Data excerpts:
==*==
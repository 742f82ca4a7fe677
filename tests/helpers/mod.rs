pub mod setup;
pub mod utils;
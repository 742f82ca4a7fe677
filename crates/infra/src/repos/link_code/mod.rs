mod inmemory;
mod postgres;

use crate::repos::shared::repo::DeleteResult;
use dayline_domain::TelegramLinkCode;
pub use inmemory::InMemoryLinkCodeRepo;
pub use postgres::PostgresLinkCodeRepo;

#[async_trait::async_trait]
pub trait ILinkCodeRepo: Send + Sync {
    /// Insert the code and drop any outstanding code of the same user, so
    /// that only the latest code can be redeemed
    async fn replace_for_user(&self, code: &TelegramLinkCode) -> anyhow::Result<()>;
    async fn find_by_code(&self, code: &str) -> Option<TelegramLinkCode>;
    async fn delete_by_code(&self, code: &str) -> DeleteResult;
}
==*==
**TASK DIRECTIONS**
Write every entry out again. Keep each one exact.

**RESULT OF THE TASK**
repository 742f82ca4a7fe677
filename tests/helpers/mod.rs
pub mod setup;
pub mod utils;
repository 742f82ca4a7fe677
filename crates/infra/src/repos/link_code/mod.rs
mod inmemory;
mod postgres;

use crate::repos::shared::repo::DeleteResult;
use dayline_domain::TelegramLinkCode;
pub use inmemory::InMemoryLinkCodeRepo;
pub use postgres::PostgresLinkCodeRepo;

#[async_trait::async_trait]
pub trait ILinkCodeRepo: Send + Sync {
    /// Insert the code and drop any outstanding code of the same user, so
    /// that only the latest code can be redeemed
    async fn replace_for_user(&self, code: &TelegramLinkCode) -> anyhow::Result<()>;
    async fn find_by_code(&self, code: &str) -> Option<TelegramLinkCode>;
    async fn delete_by_code(&self, code: &str) -> DeleteResult;
}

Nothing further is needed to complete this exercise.